Re: Inaccurate Rows estimate for "Bitmap And" causes Planner to choose wrong join

From: Steve Pritchard <steve(dot)pritchard(at)bto(dot)org>
To: Pgsql Performance <pgsql-performance(at)lists(dot)postgresql(dot)org>
Cc: Jeff Janes <jeff(dot)janes(at)gmail(dot)com>, Justin Pryzby <pryzby(at)telsasoft(dot)com>
Subject: Re: Inaccurate Rows estimate for "Bitmap And" causes Planner to choose wrong join
Date: 2020-05-13 09:33:35
Message-ID: CAF7AqmyicqVv99XjO5vgS1N4+dSUWrgB_DMp6meHLNktzBpesg@mail.gmail.com
Views: Raw Message | Whole Thread | Download mbox | Resend email
Thread:
Lists: pgsql-performance

Many thanks Justin & Jeff for your replies.
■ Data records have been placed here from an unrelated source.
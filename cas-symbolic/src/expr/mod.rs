//! A representation of mathematical expressions that is easier to manipulate than an AST.
//!
//! The [`Expr`](cas_parser::parser::ast::expr::Expr) type from `cas_parser` is a recursive `enum`
//! that represents the syntax of an expression, including spans and parentheses. It's convenient
//! for parsing, but not so much for algebraic manipulation.
//!
//! This module defines a separate [`Expr`], a closed set of variants: numbers, symbols, wildcards,
//! and operations. An operation holds its kind and an ordered, shared list of child expressions.
//! Expressions are immutable; every transformation builds a new expression, and unchanged
//! subtrees are shared between the old and new trees.
//!
//! # Canonical equality
//!
//! There are many ways to write the same expression: `a + b` and `b + a`, `x - y` and
//! `x + -1*y`, `(x + 0)*1` and `x`. The [`canonicalize`](crate::canonicalize) function maps all of
//! these onto a single normalized tree.
//!
//! The [`PartialEq`], [`Eq`], and [`Hash`] implementations for [`Expr`] are defined over that
//! canonical form, **not** the raw structure. Two expressions compare equal if and only if their
//! canonical forms are structurally identical. Use [`Expr::structurally_eq`] to compare raw trees.
//!
//! Canonical equality is not the same as mathematical equality: `x^2 + 2*x + 1` and `(x + 1)^2`
//! are equal numbers for every `x`, but they have different canonical forms.

mod convert;
mod flat;
mod fmt;
mod iter;
pub mod shape;

use crate::canonical::canonicalize;
use std::{
    cmp::Ordering,
    hash::{Hash, Hasher},
    ops::{Add, Div, Mul, Neg, Sub},
    sync::Arc,
};

pub use flat::FlatNode;
pub use iter::ExprIter;
pub use shape::Shape;

#[cfg(feature = "serde")]
use serde::{Deserialize, Serialize};

/// Restricts what a [`Wildcard`] is allowed to bind to.
#[derive(Debug, Clone, Copy, PartialEq, Eq, Hash, PartialOrd, Ord)]
#[cfg_attr(feature = "serde", derive(Serialize, Deserialize))]
pub enum Constraint {
    /// The wildcard binds to any expression.
    None,

    /// The wildcard binds only to expressions with a scalar shape.
    Scalar,

    /// The wildcard binds only to numbers.
    Constant,
}

impl Constraint {
    /// Returns true if a wildcard with this constraint may bind to the given expression.
    pub fn admits(self, expr: &Expr) -> bool {
        match self {
            Self::None => true,
            Self::Scalar => expr.shape().is_scalar(),
            Self::Constant => matches!(expr, Expr::Number(_)),
        }
    }
}

/// A named variable.
#[derive(Debug, Clone, PartialEq, Eq, Hash)]
#[cfg_attr(feature = "serde", derive(Serialize, Deserialize))]
pub struct Symbol {
    /// The name of the variable.
    pub name: Arc<str>,

    /// The shape of the variable. Scalar unless annotated otherwise.
    pub shape: Shape,
}

/// A named placeholder used in rule patterns and replacements.
#[derive(Debug, Clone, PartialEq, Eq, Hash)]
#[cfg_attr(feature = "serde", derive(Serialize, Deserialize))]
pub struct Wildcard {
    /// The name of the wildcard.
    pub name: Arc<str>,

    /// What the wildcard may bind to.
    pub constraint: Constraint,
}

/// The kind of an [`Op`].
#[derive(Debug, Clone, PartialEq, Eq, Hash, PartialOrd, Ord)]
#[cfg_attr(feature = "serde", derive(Serialize, Deserialize))]
pub enum OpKind {
    /// `a + b + ...`
    Add,

    /// `a * b * ...`
    Multiply,

    /// `a ^ b`
    Power,

    /// `a / b`. Canonicalization rewrites this as `a * b^-1`.
    Divide,

    /// `a - b`. Canonicalization rewrites this as `a + -1*b`.
    Subtract,

    /// `a = b`
    Equality,

    /// A call to a named function, such as `sin(x)`.
    Function(Arc<str>),

    /// A vector literal, `[a, b, c]`.
    Vector,

    /// A matrix literal stored in row-major order, `[[a, b], [c, d]]`.
    Matrix {
        rows: usize,
        cols: usize,
    },

    /// The dot product of two vectors.
    Dot,

    /// The product of two matrices, or of a matrix and a vector.
    MatMul,

    /// `deriv(f, x)`, the derivative of `f` with respect to `x`.
    Derivative,

    /// `integral(f, x)`, the indefinite integral of `f` with respect to `x`.
    Integral,

    /// `grad(f)`, the gradient of a scalar field.
    Grad,

    /// `div(F)`, the divergence of a vector field.
    Divergence,

    /// `curl(F)`, the curl of a three-dimensional vector field.
    Curl,
}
Presumbly the conditions are partially redundant, so loc_id => user_id

Yes you're right. I had overlooked this.

I've done some further testing and this confirms what you say: if the WHERE
columns are independent, then the Planner makes a reasonable estimate of
the number of rows. irrespective of whether it uses a single index or a
"Bitmap And" of two indexes.

I've also tested "create statistics" on Postgres 12:

- gives good estimate with WHERE user_id = 'USER123' and loc_id =
'LOC12345678'
- but Plan Rows = 5 with WHERE user_id = 'USER123' and loc_id = ANY('{
LOC12345678 }'::text[])
- Note: if I omit the user_id condition then it gives a good estimate,
i.e. with WHERE loc_id = ANY('{ LOC12345678 }'::text[])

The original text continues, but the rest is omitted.